## MATERIAL SUPPLIED
☆ ☆ ☆ ☆ ☆ ☆ ☆

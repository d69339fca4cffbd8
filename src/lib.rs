#![doc = r#"
landsat-truecolor — Landsat 8 true-color composites with percentile stretching.

This crate fetches the red, green and blue bands (B4, B3, B2) of a Landsat 8 scene,
stretches each band to 8 bits with a percentile window and an optional power-law
remap, composes them into an RGB image, and draws an overview map with the scene
footprint. It powers the `landsat-truecolor` CLI and can be embedded in your own
Rust applications.

Requirements
------------
- GDAL development headers and runtime available on your system.
- Rust 2024 edition toolchain.

Quick start: full run into a working folder
-------------------------------------------
```rust,no_run
use landsat_truecolor::{RunConfig, SystemViewer, run};

fn main() -> landsat_truecolor::Result<()> {
    let mut config = RunConfig::new("/data/landsat");
    config.view = true;
    let report = run(&config, Some(&SystemViewer))?;
    println!("composite: {:?}, bounds: {:?}", report.image_path, report.bounds);
    Ok(())
}
```

Stretch a band in memory
------------------------
```rust
use landsat_truecolor::stretch;
use ndarray::array;

let band = array![[0u16, 0, 10, 20, 30, 0]];
let out = stretch(band.view(), 0.0, 100.0, None, 0).unwrap();
// 0 marks nodata; the byte conversion truncates (127.5 -> 127)
assert_eq!(out, array![[0u8, 0, 0, 127, 255, 0]]);
```

Error handling
--------------
All public functions return `landsat_truecolor::Result<T>`; match on
`landsat_truecolor::Error` to handle specific cases.

```rust,no_run
use landsat_truecolor::{Error, RunConfig, run};
use landsat_truecolor::core::processing::stretch::StretchError;

fn main() {
    match run(&RunConfig::new("/data/landsat"), None) {
        Ok(report) => println!("wrote {:?}", report.image_path),
        Err(Error::Stretch { band, source: StretchError::EmptyValidRegion }) => {
            eprintln!("{band} band contains only nodata")
        }
        Err(Error::Fetch(e)) => eprintln!("download failed: {e}"),
        Err(other) => eprintln!("error: {other}"),
    }
}
```

Useful modules
--------------
- [`api`] — high-level entry points (`run`, `create_truecolor`, `fetch_bands`).
- [`core`] — the band stretch, composite assembly, and stretch parameters.
- [`io`] — band fetching, GDAL raster reading, and image/metadata writers.
- [`render`] — overview map (Natural Earth basemap, graticule, labels) and optional viewer.
- [`error`] — crate-level `Error` and `Result`.
"#]

pub mod api;
pub mod core;
pub mod error;
pub mod io;
pub mod render;
pub mod types;

// Curated public API surface
// Types
pub use core::params::{StretchParams, TrueColorParams};
pub use error::{Error, Result};
pub use types::{Band, GeoBounds, OutputFormat};

// Core transform
pub use core::processing::composite::{ShapeMismatch, compose};
pub use core::processing::pipeline::{TrueColorComposite, stretch_truecolor};
pub use core::processing::stretch::{StretchError, StretchStats, stretch, stretch_with_stats};

// Collaborators
pub use io::fetch::{FetchConfig, FetchError, Fetcher, SceneSource};
pub use io::gdal::{GdalError, RasterMetadata, RasterReader, reproject_bounds};
pub use render::{Annotation, Basemap, MapOptions, SystemViewer, Viewer, render_overview};

// High-level API re-exports
pub use api::{
    MapSettings, RunConfig, RunReport, TrueColorOutput, create_truecolor, fetch_bands, load_basemap, run,
    validate_working_folder,
};
//! Percentile contrast stretch of a single band to 8 bits.
//!
//! Samples equal to the nodata sentinel are masked out, the remaining values are
//! clipped to the `[min_percentile, max_percentile]` window computed over the valid
//! samples only, normalized to `0..1`, optionally raised to `1 / power_scale`, and
//! scaled by 255. The byte conversion truncates toward zero; masked positions are 0.
use ndarray::{Array2, ArrayView2};
use serde::Serialize;
use thiserror::Error;
use tracing::debug;

use crate::core::params::StretchParams;

#[derive(Debug, Clone, PartialEq, Error)]
pub enum StretchError {
    #[error("every sample equals the nodata value; percentiles are undefined over an empty valid region")]
    EmptyValidRegion,

    #[error("degenerate stretch range: band_min == band_max == {value}")]
    DegenerateRange { value: f64 },

    #[error("invalid percentiles min={min}, max={max}: expected 0 <= min <= max <= 100")]
    InvalidPercentiles { min: f64, max: f64 },

    #[error("power scale must be positive and finite, got {0}")]
    InvalidPowerScale(f64),
}

/// Statistics computed while stretching one band.
#[derive(Debug, Clone, Copy, PartialEq, Serialize)]
pub struct StretchStats {
    /// Value at `min_percentile` over the valid samples
    pub band_min: f64,
    /// Value at `max_percentile` over the valid samples
    pub band_max: f64,
    pub valid_count: usize,
    pub total_count: usize,
}

#[derive(Debug, Clone)]
pub struct StretchedBand {
    pub data: Array2<u8>,
    pub stats: StretchStats,
}

/// Percentile over ascending `sorted` values using linear interpolation between
/// order statistics at rank `q / 100 * (n - 1)`. Returns `None` for an empty slice.
pub fn percentile_of_sorted(sorted: &[f64], q: f64) -> Option<f64> {
    let n = sorted.len();
    if n == 0 {
        return None;
    }
    let rank = q / 100.0 * (n - 1) as f64;
    let lo = (rank.floor() as usize).min(n - 1);
    let hi = (rank.ceil() as usize).min(n - 1);
    let t = rank - lo as f64;
    Some(lerp(sorted[lo], sorted[hi], t))
}

// Interpolates from the nearer endpoint so t == 1 returns `b` exactly.
#[inline]
fn lerp(a: f64, b: f64, t: f64) -> f64 {
    let diff = b - a;
    if t >= 0.5 { b - diff * (1.0 - t) } else { a + diff * t }
}

fn validate(params: &StretchParams) -> Result<(), StretchError> {
    let (min, max) = (params.min_percentile, params.max_percentile);
    let in_range = |p: f64| (0.0..=100.0).contains(&p);
    if !in_range(min) || !in_range(max) || min > max {
        return Err(StretchError::InvalidPercentiles { min, max });
    }
    if let Some(power) = params.power_scale {
        if !(power.is_finite() && power > 0.0) {
            return Err(StretchError::InvalidPowerScale(power));
        }
    }
    Ok(())
}

#[inline]
fn is_valid<T>(v: T, nodata: T) -> bool
where
    T: Copy + PartialEq + Into<f64>,
{
    // NaN never equals the sentinel but must not reach the percentile sort
    v != nodata && !Into::<f64>::into(v).is_nan()
}

/// Stretch `band` to 8 bits and report the percentile window that was used.
pub fn stretch_with_stats<T>(
    band: ArrayView2<'_, T>,
    params: &StretchParams,
    nodata: T,
) -> Result<StretchedBand, StretchError>
where
    T: Copy + PartialEq + Into<f64>,
{
    validate(params)?;

    let mut valid: Vec<f64> = band
        .iter()
        .copied()
        .filter(|&v| is_valid(v, nodata))
        .map(Into::<f64>::into)
        .collect();
    if valid.is_empty() {
        return Err(StretchError::EmptyValidRegion);
    }
    valid.sort_unstable_by(f64::total_cmp);

    let band_min =
        percentile_of_sorted(&valid, params.min_percentile).ok_or(StretchError::EmptyValidRegion)?;
    let band_max =
        percentile_of_sorted(&valid, params.max_percentile).ok_or(StretchError::EmptyValidRegion)?;

    debug!(
        "Stretch window: p{}={:.3}, p{}={:.3}, valid={}/{}",
        params.min_percentile,
        band_min,
        params.max_percentile,
        band_max,
        valid.len(),
        band.len()
    );

    if band_max == band_min {
        return Err(StretchError::DegenerateRange { value: band_min });
    }

    let range = band_max - band_min;
    let exponent = params.power_scale.map(|p| 1.0 / p);

    let data = band.mapv(|v| {
        if !is_valid(v, nodata) {
            return 0u8;
        }
        let clipped = Into::<f64>::into(v).max(band_min).min(band_max);
        let mut normalized = (clipped - band_min) / range;
        if let Some(e) = exponent {
            normalized = normalized.powf(e);
        }
        // `as` saturates and truncates toward zero
        (normalized * 255.0) as u8
    });

    Ok(StretchedBand {
        data,
        stats: StretchStats {
            band_min,
            band_max,
            valid_count: valid.len(),
            total_count: band.len(),
        },
    })
}

/// Stretch one band's raw samples into an 8-bit array of the same shape.
pub fn stretch<T>(
    band: ArrayView2<'_, T>,
    min_percentile: f64,
    max_percentile: f64,
    power_scale: Option<f64>,
    nodata_value: T,
) -> Result<Array2<u8>, StretchError>
where
    T: Copy + PartialEq + Into<f64>,
{
    let params = StretchParams::new(min_percentile, max_percentile, power_scale);
    stretch_with_stats(band, &params, nodata_value).map(|s| s.data)
}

☆ ☆ ☆ ☆ ☆ ☆ ☆

## EXERCISE AIM
Please retype the listing word for word, from its first line through the line containing "This crate fetches", and add nothing else.

## TASK OUTPUT
repository d69339fca4cffbd8
filename src/lib.rs
#![doc = r#"
landsat-truecolor — Landsat 8 true-color composites with percentile stretching.

This crate fetches the red, green and blue bands (B4, B3, B2) of a Landsat 8 scene,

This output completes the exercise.